Sick and alone in Japan.

It’s not often that I have an entire day to myself to do whatever I want without anyone bugging me or anyone to bug. It seems this kind of day only happens when you have to stay home sick. And guess what: I’m sick. The funny thing is that even though I’ve been out of school for over two years now, I still feel like I’m supposed to be doing some homework I’d rather avoid.

Being sick in in Japan is not the easiest thing to be. When you can’t read or speak the language, it makes it difficult to find the right medication for yourself at the drug store. I have to rely on pictures on the box, if I’m even lucky enough to get pictures. Then, I have to figure out how many pills to take, however many times a day. Finding the lone numbers on the box with a single kanji character next to them is hard enough, but then I have to type in a possible English translation, turn it into Japanese kanji using my trusty Google Language Tools and see if I get a match. It certainly is a process.

Or I give up and turn to the internet for home remedies. The problem here is that sometimes these home remedies include things I could only find back home, like cod liver oil or lavender oil or some other oil or herbal by-product. Perhaps these things are indeed available in Japan, but that would require me to know Japanese. Here you might say, “Why doesn’t she just get a Japanese person to help her out?” but my dear friend, let me ask you, how do you ask a Japanese person about cod liver oil? That’s not a common thing they would have learned in their conversational English lessons. Sure, I could just explain my symptoms and hope they know enough health-related English terminology to lead me to the right medical help. But that’s something I like to wait on till it’s absolutely necessary. The only Japanese people I know who speak English and can help me with these problems are already busy enough with their own lives. I can’t tell you how many times I’ve felt like a helpless kid who needs a mommy in this country.

For the most part, I really have been lucky, not getting sick too often. And when I do, it’s usually just a cold and I know how to take care of that at home with plenty of rest, vitamin C, and liquids. A good box of lotion-infused Kleenex always helps too. No official medication required. But what’s keeping me home from work today is… well, I still don’t know what it is, even though I went to the doctor… but I’d had a sore throat for four days (a long time) and on the fourth day, white spots appeared on my tonsils. That’s when I decided I better see a doctor. Now this is always a hassle at school because they can’t just cancel my classes and everyone else’s schedules get changed around because of me. That always makes me feel bad, but everyone keeps a smile on their face and no one complains, so I guess it’s not the end of the world.

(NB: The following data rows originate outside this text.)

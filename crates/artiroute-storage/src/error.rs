//! Storage and transfer errors.

use artiroute_core::{AppError, ArtifactKind};
use thiserror::Error;

/// Storage operation errors
#[derive(Debug, Error)]
pub enum StorageError {
    // Validation
    #[error("invalid category: {0:?}")]
    InvalidCategory(String),

    #[error("invalid backend: {0}")]
    InvalidBackend(String),

    #[error("file name is empty or invalid: {0:?}")]
    EmptyFileName(String),

    #[error("invalid action: {0:?}, must be one of: set/add/remove")]
    InvalidAction(String),

    #[error("invalid location value: {0}")]
    InvalidLocationValue(String),

    #[error("invalid upload file: {0}")]
    InvalidUploadFile(String),

    #[error("invalid remote path: {0:?}")]
    InvalidRemotePath(String),

    #[error("{0} is required")]
    FilePathRequired(&'static str),

    #[error("invalid server config: {0}")]
    InvalidServerConfig(String),

    // State mismatch
    #[error("local file not found: {0}")]
    LocalFileNotFound(String),

    #[error("not a regular file: {0}")]
    NotRegularFile(String),

    #[error("remote artifact not found on {server}: {path}")]
    RemoteArtifactNotFound { server: String, path: String },

    #[error("remote artifact already exists on {server}: {path}")]
    RemoteArtifactAlreadyExists { server: String, path: String },

    #[error("artifact {file_name} exists in both backend weights and datasets roots")]
    ConflictInBackendRoots { file_name: String },

    #[error("artifact {file_name} exists in both remote weights and datasets roots on {server}")]
    ConflictInRemoteRoots { server: String, file_name: String },

    #[error("artifact {file_name} not found in backend weights or datasets roots")]
    NotFoundInBackendRoots { file_name: String },

    #[error("artifact {file_name} not found in remote weights or datasets roots on {server}")]
    NotFoundInRemoteRoots { server: String, file_name: String },

    #[error("artifact {file_name} is not available locally and has no cloud copy")]
    ArtifactUnavailable { file_name: String },

    #[error("{kind} record {id} not found")]
    RecordNotFound { kind: ArtifactKind, id: i64 },

    #[error("server not found: {0}")]
    ServerNotFound(String),

    // Environment / transport
    #[error("credential required: {0}")]
    CredentialRequired(String),

    #[error("ssh error on {server}: {message}")]
    Ssh { server: String, message: String },

    #[error("sftp {operation} failed on {server} for {path}: {message}")]
    Sftp {
        server: String,
        operation: &'static str,
        path: String,
        message: String,
    },

    #[error("netdisk {operation} failed: {message}")]
    Netdisk {
        operation: &'static str,
        message: String,
    },

    #[error("metadata store error: {0}")]
    Metadata(String),

    #[error("IO error while {context}: {source}")]
    IoError {
        context: String,
        #[source]
        source: std::io::Error,
    },

    #[error("Configuration error: {0}")]
    ConfigError(String),
}

/// Result type for storage operations
pub type StorageResult<T> = Result<T, StorageError>;

impl StorageError {
    /// Attach context to an I/O failure.
    pub fn io(context: impl Into<String>, source: std::io::Error) -> Self {
        StorageError::IoError {
            context: context.into(),
            source,
        }
    }

    pub fn is_validation(&self) -> bool {
        matches!(
            self,
            StorageError::InvalidCategory(_)
                | StorageError::InvalidBackend(_)
                | StorageError::EmptyFileName(_)
                | StorageError::InvalidAction(_)
                | StorageError::InvalidLocationValue(_)
                | StorageError::InvalidUploadFile(_)
                | StorageError::InvalidRemotePath(_)
                | StorageError::FilePathRequired(_)
                | StorageError::InvalidServerConfig(_)
        )
    }

    pub fn is_not_found(&self) -> bool {
        matches!(
            self,
            StorageError::LocalFileNotFound(_)
                | StorageError::RemoteArtifactNotFound { .. }
                | StorageError::NotFoundInBackendRoots { .. }
                | StorageError::NotFoundInRemoteRoots { .. }
                | StorageError::ArtifactUnavailable { .. }
                | StorageError::RecordNotFound { .. }
                | StorageError::ServerNotFound(_)
        )
    }

    pub fn is_conflict(&self) -> bool {
        matches!(
            self,
            StorageError::RemoteArtifactAlreadyExists { .. }
                | StorageError::ConflictInBackendRoots { .. }
                | StorageError::ConflictInRemoteRoots { .. }
        )
    }
}

impl From<StorageError> for AppError {
    fn from(err: StorageError) -> Self {
        let message = err.to_string();
        match err {
            e if e.is_validation() => AppError::BadRequest(message),
            StorageError::NotRegularFile(_) => AppError::BadRequest(message),
            e if e.is_not_found() => AppError::NotFound(message),
            e if e.is_conflict() => AppError::Conflict(message),
            StorageError::CredentialRequired(_) => AppError::CredentialRequired(message),
            StorageError::ConfigError(_) => AppError::Configuration(message),
            StorageError::Metadata(_) => AppError::Internal(message),
            _ => AppError::Transfer(message),
        }
    }
}
// src/handlers/chat.rs
use crate::error::ResponderError;
use crate::models::chat::{ChatRequest, ChatResponse};
use crate::responder;
use axum::{routing::post, Json, Router};
use std::any::Any;
use std::backtrace::Backtrace;
use std::panic::{self, AssertUnwindSafe};
use uuid::Uuid;

pub fn chat_routes() -> Router {
    Router::new().route("/chat", post(chat))
}

async fn chat(Json(request): Json<ChatRequest>) -> Json<ChatResponse> {
    let classification = responder::classify(&request.question);
    tracing::debug!(topic = classification.label(), "classified question");
    tracing::trace!(question = %request.question, "chat question");

    Json(answer_question(&request.question))
}

/// Runs the responder and folds any failure, including a panic, into the response body.
pub fn answer_question(question: &str) -> ChatResponse {
    guarded(|| responder::respond(question))
}

fn guarded<F>(respond: F) -> ChatResponse
where
    F: FnOnce() -> Result<String, ResponderError>,
{
    match panic::catch_unwind(AssertUnwindSafe(respond)) {
        Ok(Ok(answer)) => ChatResponse::answered(answer),
        Ok(Err(err)) => failure_response(&err.to_string()),
        Err(payload) => failure_response(&panic_message(payload.as_ref())),
    }
}

fn panic_message(payload: &(dyn Any + Send)) -> String {
    if let Some(message) = payload.downcast_ref::<&str>() {
        message.to_string()
    } else if let Some(message) = payload.downcast_ref::<String>() {
        message.clone()
    } else {
        "responder panicked".to_string()
    }
}

fn failure_response(message: &str) -> ChatResponse {
    let error_id = Uuid::new_v4();

    tracing::error!(
        error_id = %error_id,
        error = %message,
        "chat response generation failed"
    );

    ChatResponse::failed(format!("{}\n{}", message, Backtrace::force_capture()))
}

#[cfg(test)]
mod tests {
    use super::*;

    #[test]
    fn test_success_has_no_error() {
        let response = answer_question("hello");
        assert_eq!(response.answer, responder::GREETING);
        assert!(response.error.is_none());
    }

    #[test]
    fn test_responder_error_is_reported_in_band() {
        let response = guarded(|| Err(ResponderError::UnknownTopic("weather".to_string())));
        assert_eq!(response.answer, "");
        let error = response.error.unwrap();
        assert!(error.starts_with("Unknown topic: weather\n"), "{}", error);
    }

    #[test]
    fn test_panic_is_reported_in_band() {
        let response = guarded(|| panic!("catalog exploded"));
        assert_eq!(response.answer, "");
        assert!(response.error.unwrap().starts_with("catalog exploded\n"));

        let response = guarded(|| panic!("lookup failed for {}", 42));
        assert!(response.error.unwrap().starts_with("lookup failed for 42\n"));
    }
}
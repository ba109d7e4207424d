// src/models/health.rs
use serde::{Deserialize, Serialize};

#[derive(Debug, Clone, PartialEq, Serialize, Deserialize)]
pub struct HealthStatus {
    pub status: String,
    pub message: String,
}

impl HealthStatus {
    pub fn healthy() -> Self {
        Self {
            status: "healthy".to_string(),
            message: "AI Wellness Assistant is running".to_string(),
        }
    }
}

Anyway, my poor manager had to take me to the hospital on her day off to translate for me and the doctor prescribed me some antibiotic and ..other stuff.. to take for five days. This is what I came home with:

Japanese medicine for a sore throat.

All for a sore throat! So the gold pills are the antibiotic. The powder stuff is for my fever and my nose, so I was told. The blue pills are for nasal discharge, and the pink pills are to protect my stomach from all the other pills. The bottle is a concentrated Listerine-smelling mouthwash I have to mix with water and gargle but not swallow. And the Lifesaver-looking things are throat lozenges I can only take a maximum 5 of per day. Everything else is to be taken three times a day after meals. Yeesh. They never even said exactly what it was I have. Oh well.

I started this medication yesterday and already I feel a bit better. That’s good because I have to be back at work tomorrow. I swear, going to work sick is bad but it’s even worse when you’re a teacher. You have to teach a class for 50 minutes like nothing’s wrong and all eyes are on you. Blowing your nose in public in Japan is rude too and I’m sure my students wouldn’t want to be that close to me (those rooms are small) even if they did understand I was sick. If I’m lucky, I get a 5-10 minute break between classes to try to freshen myself up and get all my materials for the next class. Tomorrow’s going to be a busy day too. Saturdays always are.

Anyway, I guess that’s what I had to write about today. Next, I think I’ll try to write something more creative. With all this time to myself, forcing myself to relax and get some rest, I’ve started reading a lot more. I finally finished a book I was supposed to read for a class back in college but never did. I held onto it though, because I had heard from everyone else that it was a good book. And it was. (Nervous Conditions, if you’re curious). It made me feel good to finish a book. I’m notorious for never finishing a book I start, but since I’ve been in Japan for nearly nine months now, I’ve started and finished four books. FOUR BOOKS. In nine months. That’s a record for me. I’m usually doing well if I finish one book in two years. I’ve since started another book and this is my biggest book to date. It’s a whopping 816 pages long. But I’m excited about it. I used to not fathom how people could read a book that long. But it’s a personal goal I’ve set for myself and it makes me feel like I’m accomplishing a lot more than I could by sitting on my computer all day or watching movies. Reading also inspires me to think, imagine, and create. It’s strange in a way, because these are all the things I should have been doing and feeling when I was getting my Bachelor’s in English Literature over two years ago. It’s like my subconscious finally caught up.

Okay, new personal goal: Read, think, imagine, and create. Even if you’re not sick at home.